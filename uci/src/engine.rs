use std::io::{BufRead, BufReader, BufWriter, Write};
use std::path::Path;
use std::process::{Child, ChildStdin, Command, Stdio};
use std::sync::mpsc::{channel, Receiver, RecvTimeoutError};
use std::thread;
use std::time::{Duration, Instant};

use evaluation::EvaluationError;
use log::debug;

use super::commands::{EngineCommand, EngineReply, Score};
use super::decoder::Decoder;
use super::encoder::Encoder;

const QUIT_POLLS: u32 = 10;
const QUIT_POLL_INTERVAL: Duration = Duration::from_millis(10);

/// A running engine, alive for as long as this value is.
///
/// Every read shares one deadline fixed at spawn time. Dropping the process
/// asks the engine to quit and kills it if it lingers.
pub struct EngineProcess {
    child: Child,
    stdin: BufWriter<ChildStdin>,
    replies: Receiver<String>,
    budget: Duration,
    deadline: Instant,
}

impl EngineProcess {
    pub fn spawn(program: &Path, args: &[String], budget: Duration) -> Result<Self, EvaluationError> {
        let mut child = Command::new(program)
            .args(args)
            .stdin(Stdio::piped())
            .stdout(Stdio::piped())
            .stderr(Stdio::null())
            .spawn()
            .map_err(|source| EvaluationError::Spawn {
                path: program.display().to_string(),
                source,
            })?;

        let (Some(stdin), Some(stdout)) = (child.stdin.take(), child.stdout.take()) else {
            reap(&mut child);
            return Err(EvaluationError::EngineExited);
        };

        // Blocking reads happen on their own thread so the deadline can be enforced
        let (reply_tx, replies) = channel();
        thread::spawn(move || {
            for line in BufReader::new(stdout).lines() {
                let Ok(line) = line else { break };
                if reply_tx.send(line).is_err() {
                    break;
                }
            }
        });

        debug!("Started engine {} with budget {:?}", program.display(), budget);

        Ok(Self {
            child,
            stdin: BufWriter::new(stdin),
            replies,
            budget,
            deadline: Instant::now() + budget,
        })
    }

    pub fn send(&mut self, command: &EngineCommand) -> Result<(), EvaluationError> {
        let line = Encoder.encode(command);
        debug!("Engine <- {:?}", line);

        writeln!(self.stdin, "{}", line)?;
        self.stdin.flush()?;
        Ok(())
    }

    pub fn recv(&mut self) -> Result<EngineReply, EvaluationError> {
        let remaining = self.deadline.saturating_duration_since(Instant::now());

        match self.replies.recv_timeout(remaining) {
            Ok(line) => {
                debug!("Engine -> {:?}", line);
                Ok(Decoder.decode(&line))
            }
            Err(RecvTimeoutError::Timeout) => Err(EvaluationError::Timeout(self.budget)),
            Err(RecvTimeoutError::Disconnected) => Err(EvaluationError::EngineExited),
        }
    }

    /// `uci` / `uciok` then `isready` / `readyok`.
    pub fn handshake(&mut self) -> Result<(), EvaluationError> {
        self.send(&EngineCommand::Uci)?;
        self.wait_for(EngineReply::UciOk)?;
        self.send(&EngineCommand::IsReady)?;
        self.wait_for(EngineReply::ReadyOk)
    }

    /// Searches `fen` for `move_time` and returns the last score reported before
    /// `bestmove`, relative to the side to move.
    pub fn analyse(&mut self, fen: &str, move_time: Duration) -> Result<Score, EvaluationError> {
        self.send(&EngineCommand::Position {
            fen: fen.to_string(),
        })?;
        self.send(&EngineCommand::Go {
            move_time: move_time.as_millis() as u64,
        })?;

        let mut last_score = None;
        let mut last_depth = None;
        loop {
            match self.recv()? {
                EngineReply::Info(info) => {
                    if let Some(score) = info.score {
                        last_score = Some(score);
                        last_depth = info.depth;
                    }
                }
                EngineReply::BestMove(mv) => {
                    debug!(
                        "Engine best move {} with score {:?} at depth {:?}",
                        mv, last_score, last_depth
                    );
                    break;
                }
                EngineReply::Malformed(line) => return Err(EvaluationError::InvalidReply(line)),
                _ => {}
            }
        }

        last_score.ok_or(EvaluationError::MissingScore)
    }

    fn wait_for(&mut self, expected: EngineReply) -> Result<(), EvaluationError> {
        loop {
            if self.recv()? == expected {
                return Ok(());
            }
        }
    }
}

impl Drop for EngineProcess {
    fn drop(&mut self) {
        if self.send(&EngineCommand::Quit).is_err() {
            reap(&mut self.child);
            return;
        }

        for _ in 0..QUIT_POLLS {
            match self.child.try_wait() {
                Ok(Some(_)) => return,
                Ok(None) => thread::sleep(QUIT_POLL_INTERVAL),
                Err(_) => break,
            }
        }

        debug!("Engine ignored quit, killing it");
        reap(&mut self.child);
    }
}

/// Kill and wait, so no zombie is left behind.
fn reap(child: &mut Child) {
    let _ = child.kill();
    let _ = child.wait();
}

◆ EXERCISE DESCRIPTION ◆
All lines from the one with "for _ in 0..QUIT_POLLS" through the end of the material above are to be printed exactly, and only those.

◆ EXERCISE ANSWER ◆
        for _ in 0..QUIT_POLLS {
            match self.child.try_wait() {
                Ok(Some(_)) => return,
                Ok(None) => thread::sleep(QUIT_POLL_INTERVAL),
                Err(_) => break,
            }
        }

        debug!("Engine ignored quit, killing it");
        reap(&mut self.child);
    }
}

/// Kill and wait, so no zombie is left behind.
fn reap(child: &mut Child) {
    let _ = child.kill();
    let _ = child.wait();
}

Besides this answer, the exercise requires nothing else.